Normalization and Local Processing

This page contains tardis-dev normalization, local processing and advanced examples that were split out of Getting Started. Detailed API usage for replay and streaming lives on Replaying Historical Data and Streaming Real-Time Data.

Data normalization

Data normalization allows consuming market data feeds from various exchanges in consistent format.

tardis-dev has following built-in normalizers that can be provided to replayNormalized or streamNormalized functions:

If you're interested in how exactly data is mapped from exchange-native format to normalized one, please follow code in tardis-dev GitHub repositoryarrow-up-right for each exchange and if you determined that mapping should be done differently please read "modifying built-in and adding custom normalizers" section.

const { streamNormalized, normalizeTrades, normalizeBookChanges,
  normalizeDerivativeTickers } = require('tardis-dev')

// or replayNormalized to replay normalized historical data
const messages = streamNormalized(
  {
    exchange: 'deribit',
    symbols: ['BTC-PERPETUAL']
  },
  normalizeTrades,
  normalizeBookChanges,
  normalizeDerivativeTickers
)

for await (const message of messages) {
  if (message.type === 'book_change') {
    // process normalized book change
  }
  if (message.type === 'trade') {
    // process normalized trade
  }
  if (message.type === 'derivative_ticker') {
    // process normalized derivative_ticker
  }
}

normalizeTrades

When passed as an arg to replayNormalized or streamNormalized, it provides normalized trade data for all supported exchanges.

normalizeBookChanges

When passed as an arg to replayNormalized or streamNormalized, it provides normalized book_change data for all supported exchanges.

Provides initial L2 (market by price) order book snapshots (isSnapshot=true) plus incremental updates for each order book change.
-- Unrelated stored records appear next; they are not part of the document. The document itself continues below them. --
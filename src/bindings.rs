use oxc_syntax::identifier::is_identifier_name;
use std::collections::HashMap;

use crate::error::{RewriteError, RewriteResult};
use crate::options::RewriteOptions;

// ═══════════════════════════════════════════════════════════════════════════════
// ACCESS PATHS
// ═══════════════════════════════════════════════════════════════════════════════

/// `object.property`, or `object["property"]` when the property is not a
/// plain identifier (string-named imports and exports).
pub fn member_access(object: &str, property: &str) -> String {
    if is_identifier_name(property) {
        format!("{}.{}", object, property)
    } else {
        format!("{}[{}]", object, string_literal(property))
    }
}

/// A double-quoted JavaScript string literal.
pub fn string_literal(value: &str) -> String {
    serde_json::to_string(value).unwrap_or_else(|_| format!("\"{}\"", value))
}

/// Where an imported local name points on its module's namespace object.
#[derive(Debug, Clone, PartialEq, Eq)]
pub enum AccessPath {
    Default,
    Named(String),
    Namespace,
}

impl AccessPath {
    pub fn render(&self, alias: &str) -> String {
        match self {
            AccessPath::Default => format!("{}.default", alias),
            AccessPath::Named(name) => member_access(alias, name),
            AccessPath::Namespace => alias.to_string(),
        }
    }
}

/// What one import declaration turned into.
#[derive(Debug, Clone, PartialEq, Eq)]
pub struct ImportRecord {
    pub alias: String,
    pub source: String,
    pub bindings: Vec<(String, AccessPath)>,
}

// ═══════════════════════════════════════════════════════════════════════════════
// BINDING TABLE
// ═══════════════════════════════════════════════════════════════════════════════

/// Per-module map from imported local names to their qualified paths.
#[derive(Debug, Clone)]
pub struct BindingTable {
    alias_prefix: String,
    alias_counter: u32,
    bindings: HashMap<String, String>,
    frozen: bool,
}

impl BindingTable {
    pub fn new(options: &RewriteOptions) -> Self {
        BindingTable {
            alias_prefix: options.import_alias_prefix.clone(),
            alias_counter: 0,
            bindings: HashMap::new(),
            frozen: false,
        }
    }

    /// Hands out the next `<prefix><n>__` alias.
    pub fn next_alias(&mut self) -> String {
        let alias = format!("{}{}__", self.alias_prefix, self.alias_counter);
        self.alias_counter += 1;
        alias
    }

    /// Records `name -> path`. Names carrying the alias prefix are the engine's
    /// own temporaries and are silently not tracked.
    pub fn add(&mut self, name: &str, path: String) -> RewriteResult<()> {
        if self.frozen {
            return Err(RewriteError::FrozenBindings(name.to_string()));
        }
        if name.starts_with(&self.alias_prefix) {
            return Ok(());
        }
        self.bindings.insert(name.to_string(), path);
        Ok(())
    }

    pub fn add_record(&mut self, record: &ImportRecord) -> RewriteResult<()> {
        for (local, path) in &record.bindings {
            self.add(local, path.render(&record.alias))?;
        }
        Ok(())
    }

    pub fn get(&self, name: &str) -> Option<&str> {
        self.bindings.get(name).map(String::as_str)
    }

    pub fn freeze(&mut self) {
        self.frozen = true;
    }

    pub fn len(&self) -> usize {
        self.bindings.len()
    }

    pub fn is_empty(&self) -> bool {
        self.bindings.is_empty()
    }
}
//! A use is qualified only when the import is the nearest declaration of its
//! name. Every case here either keeps a local binding intact or proves an
//! outer use is still rewritten.

use crate::options::RewriteOptions;
use crate::transform::transform_module;

fn rewrite(code: &str) -> String {
    transform_module(code, "test.mjs", &RewriteOptions::default())
        .unwrap()
        .code
}

const VUE: &str = "const __esm_import_0__ = await __esm_import__(\"vue\");";

/// Asserts that only the import statement changed.
fn assert_body_untouched(import: &str, body: &str) {
    let source = format!("{}{}", import, body);
    assert_eq!(
        rewrite(&source),
        format!("{}{}", VUE, body),
        "body should be left as written: {}",
        body
    );
}

#[test]
fn test_method_name_is_not_rewritten() {
    assert_eq!(
        rewrite("import { fn } from 'vue';class A { fn() { fn() } }"),
        format!("{}class A {{ fn() {{ __esm_import_0__.fn() }} }}", VUE)
    );
}

#[test]
fn test_class_field_names_are_not_references() {
    assert_body_untouched(
        "import { remove, add } from 'vue';",
        "class A {\n  remove = 1\n  add = null\n}",
    );
}

#[test]
fn test_local_const_shadows() {
    assert_body_untouched(
        "import { fn } from 'vue';",
        "function A(){ const fn = () => {}; return { fn }; }",
    );
}

#[test]
fn test_object_destructuring_shadows() {
    assert_body_untouched(
        "import { fn } from 'vue';",
        "function A(){ let {fn, test} = {fn: 'foo', test: 'bar'}; return { fn }; }",
    );
}

#[test]
fn test_array_destructuring_shadows() {
    assert_body_untouched(
        "import { fn } from 'vue';",
        "function A(){ let [fn, test] = ['foo', 'bar']; return { fn }; }",
    );
}

#[test]
fn test_function_declaration_shadows() {
    assert_body_untouched(
        "import { fn } from 'vue';",
        "function A(){ function fn() {}; return { fn }; }",
    );
}

#[test]
fn test_catch_parameter_shadows() {
    assert_eq!(
        rewrite("import {error} from './dependency';try {} catch(error) {}"),
        "const __esm_import_0__ = await __esm_import__(\"./dependency\");try {} catch(error) {}"
    );
}

#[test]
fn test_parameter_shadows() {
    assert_body_untouched(
        "import { Base } from 'vue';",
        "function make(Base) { class A extends Base {} return A }",
    );
}

#[test]
fn test_template_literal_in_parameter_default() {
    assert_eq!(
        rewrite("import { fn } from 'vue';function A({foo = `test${fn}`} = {}){ return {}; }"),
        format!("{}function A({{foo = `test${{__esm_import_0__.fn}}`}} = {{}}){{ return {{}}; }}", VUE)
    );
}

#[test]
fn test_destructured_parameter_default() {
    assert_eq!(
        rewrite("import { fn } from 'vue';function A({foo = fn}){ return {}; }"),
        format!("{}function A({{foo = __esm_import_0__.fn}}){{ return {{}}; }}", VUE)
    );
}

#[test]
fn test_overwrite_bindings() {
    let body_in = "const a = { inject }\n\
                   const b = { test: inject }\n\
                   function c() { const { test: inject } = { test: true }; console.log(inject) }\n\
                   const d = inject \n\
                   function f() {  console.log(inject) }\n\
                   function e() { const { inject } = { inject: true } }\n\
                   function g() { const f = () => { const inject = true }; console.log(inject) }\n";
    let body_out = "const a = { inject: __esm_import_0__.inject }\n\
                    const b = { test: __esm_import_0__.inject }\n\
                    function c() { const { test: inject } = { test: true }; console.log(inject) }\n\
                    const d = __esm_import_0__.inject \n\
                    function f() {  console.log(__esm_import_0__.inject) }\n\
                    function e() { const { inject } = { inject: true } }\n\
                    function g() { const f = () => { const inject = true }; console.log(__esm_import_0__.inject) }\n";
    assert_eq!(
        rewrite(&format!("import {{ inject }} from 'vue';{}", body_in)),
        format!("{}{}", VUE, body_out)
    );
}

#[test]
fn test_function_argument_destructure() {
    let source = "\nimport { foo, bar } from 'foo'\n\
                  const a = ({ _ = foo() }) => {}\n\
                  function b({ _ = bar() }) {}\n\
                  function c({ _ = bar() + foo() }) {}\n";
    let expected = "\nconst __esm_import_0__ = await __esm_import__(\"foo\");\n\
                    const a = ({ _ = __esm_import_0__.foo() }) => {}\n\
                    function b({ _ = __esm_import_0__.bar() }) {}\n\
                    function c({ _ = __esm_import_0__.bar() + __esm_import_0__.foo() }) {}\n";
    assert_eq!(rewrite(source), expected);
}

#[test]
fn test_object_destructure_alias() {
    let source = "import { n } from 'vue'\n\
                  const a = () => {\n  const { type: n = 'bar' } = {}\n  console.log(n)\n}\n";
    let expected = format!(
        "{}\nconst a = () => {{\n  const {{ type: n = 'bar' }} = {{}}\n  console.log(n)\n}}\n",
        VUE
    );
    assert_eq!(rewrite(source), expected);
}

#[test]
fn test_nested_object_destructure_alias() {
    let calls = "remove()\nadd()\nget()\nset()\nrest()\nobjRest()\n";
    let qualified = calls
        .lines()
        .map(|line| format!("__esm_import_0__.{}\n", line))
        .collect::<String>();
    let inner = format!(
        "function a() {{\n  const {{\n    o: {{ remove }},\n    a: {{ b: {{ c: [ add ] }}}},\n    d: [{{ get }}, set, ...rest],\n    ...objRest\n  }} = foo\n\n{}}}\n\n",
        calls
    );
    let source = format!(
        "import {{ remove, add, get, set, rest, objRest }} from 'vue'\n\n{}{}",
        inner, calls
    );
    assert_eq!(rewrite(&source), format!("{}\n\n{}{}", VUE, inner, qualified));
}

#[test]
fn test_declarations_shadow_their_whole_scope() {
    let inner = "function foobar() {\n  ddd()\n\n  const aaa = () => {\n    bbb(ccc)\n    ddd()\n  }\n  const bbb = () => {\n    console.log('hi')\n  }\n  const ccc = 1\n  function ddd() {}\n\n  aaa()\n  bbb()\n  ccc()\n}\n\n";
    let source = format!(
        "import {{ aaa, bbb, ccc, ddd }} from 'vue'\n\n{}aaa()\nbbb()\n",
        inner
    );
    assert_eq!(
        rewrite(&source),
        format!("{}\n\n{}__esm_import_0__.aaa()\n__esm_import_0__.bbb()\n", VUE, inner)
    );
}

#[test]
fn test_var_in_block_shadows_function_wide() {
    assert_body_untouched(
        "import { x } from 'vue';",
        "function f() { x(); { var x = 1; } }",
    );
}

#[test]
fn test_block_let_shadows_only_the_block() {
    assert_eq!(
        rewrite("import { x } from 'vue';function f() { { let x = 1; x } x }"),
        format!("{}function f() {{ {{ let x = 1; x }} __esm_import_0__.x }}", VUE)
    );
}

#[test]
fn test_named_function_expression_shadows_inside() {
    assert_eq!(
        rewrite("import { go } from 'vue';const h = function go() { return go }; go()"),
        format!("{}const h = function go() {{ return go }}; __esm_import_0__.go()", VUE)
    );
}

#[test]
fn test_default_value_closure_keeps_its_own_parameter() {
    assert_eq!(
        rewrite("import { v } from 'vue';function f(a = (v) => v, b = v) {}"),
        format!("{}function f(a = (v) => v, b = __esm_import_0__.v) {{}}", VUE)
    );
}

#[test]
fn test_typeof_and_update_are_rewritten() {
    assert_eq!(
        rewrite("import { ready } from 'vue';if (typeof ready === 'function') ready()"),
        format!(
            "{}if (typeof __esm_import_0__.ready === 'function') __esm_import_0__.ready()",
            VUE
        )
    );
}

#[test]
fn test_globals_are_left_alone() {
    assert_body_untouched("import 'vue';", "console.log(window, globalThis.x)");
}

#[test]
fn test_parameter_default_ignores_body_declarations() {
    assert_eq!(
        rewrite("import { x } from 'vue';\nfunction f(a = x) { const x = 1; return a }"),
        format!("{}\nfunction f(a = __esm_import_0__.x) {{ const x = 1; return a }}", VUE)
    );
    assert_eq!(
        rewrite("import { x } from 'vue';\nconst g = (a = x) => { let x = 2; return x }"),
        format!("{}\nconst g = (a = __esm_import_0__.x) => {{ let x = 2; return x }}", VUE)
    );
    assert_eq!(
        rewrite("import { x } from 'vue';\nfunction h(a = x) { var x; return a }"),
        format!("{}\nfunction h(a = __esm_import_0__.x) {{ var x; return a }}", VUE)
    );
}

#[test]
fn test_export_list_ignores_nested_shadow() {
    assert_eq!(
        rewrite("import {inject} from 'vue'; export {inject}\nfunction f(){ const inject = 1 }"),
        format!(
            "{} Object.defineProperty(__esm_exports__, \"inject\", {{ enumerable: true, configurable: true, get(){{ return __esm_import_0__.inject }}}});\nfunction f(){{ const inject = 1 }}",
            VUE
        )
    );
}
Please note that amount is the updated amount at that price level, not a delta. An amount of 0 indicates the price level can be removed.

When processing book_change updates: an amount of 0 means remove that price level. If you receive a removal for a price level not in your local book, ignore it. Snapshot levels may include zero-amount entries — these should also be treated as absent levels.

normalizeBookTickers

When passed as an arg to replayNormalized or streamNormalized, it provides normalized book_ticker data — best bid/ask sourced from exchange-native BBO feeds (e.g., Binance bookTicker, Bybit orderbook.1). Unlike quote, which can be computed from L2 order book data via computeBookSnapshots, book_ticker uses the exchange's dedicated BBO stream when available.

Because it is a standalone feed, book_ticker replay can start from any point in time, whereas quote requires starting from 00:00 UTC (when the initial L2 order book snapshot is provided).

normalizeDerivativeTickers

When passed as an arg to replayNormalized or streamNormalized, it provides normalized derivative_ticker data for supported exchanges that trade derivative instruments.

normalizeLiquidations

When passed as an arg to replayNormalized or streamNormalized, it provides normalized liquidation data for exchanges that publish liquidation events. See which exchanges support liquidations.

normalizeOptionsSummary

When passed as an arg to replayNormalized or streamNormalized, it provides normalized option_summary data for exchanges that provide options data (e.g., Deribit, OKX Options). Includes greeks, implied volatility, and best bid/ask.

disconnect message

When replayNormalized or streamNormalized functions options have withDisconnectMessages flag set to true and disconnect event occurred (eg.: WebSocket connection close) then disconnect message is being returned.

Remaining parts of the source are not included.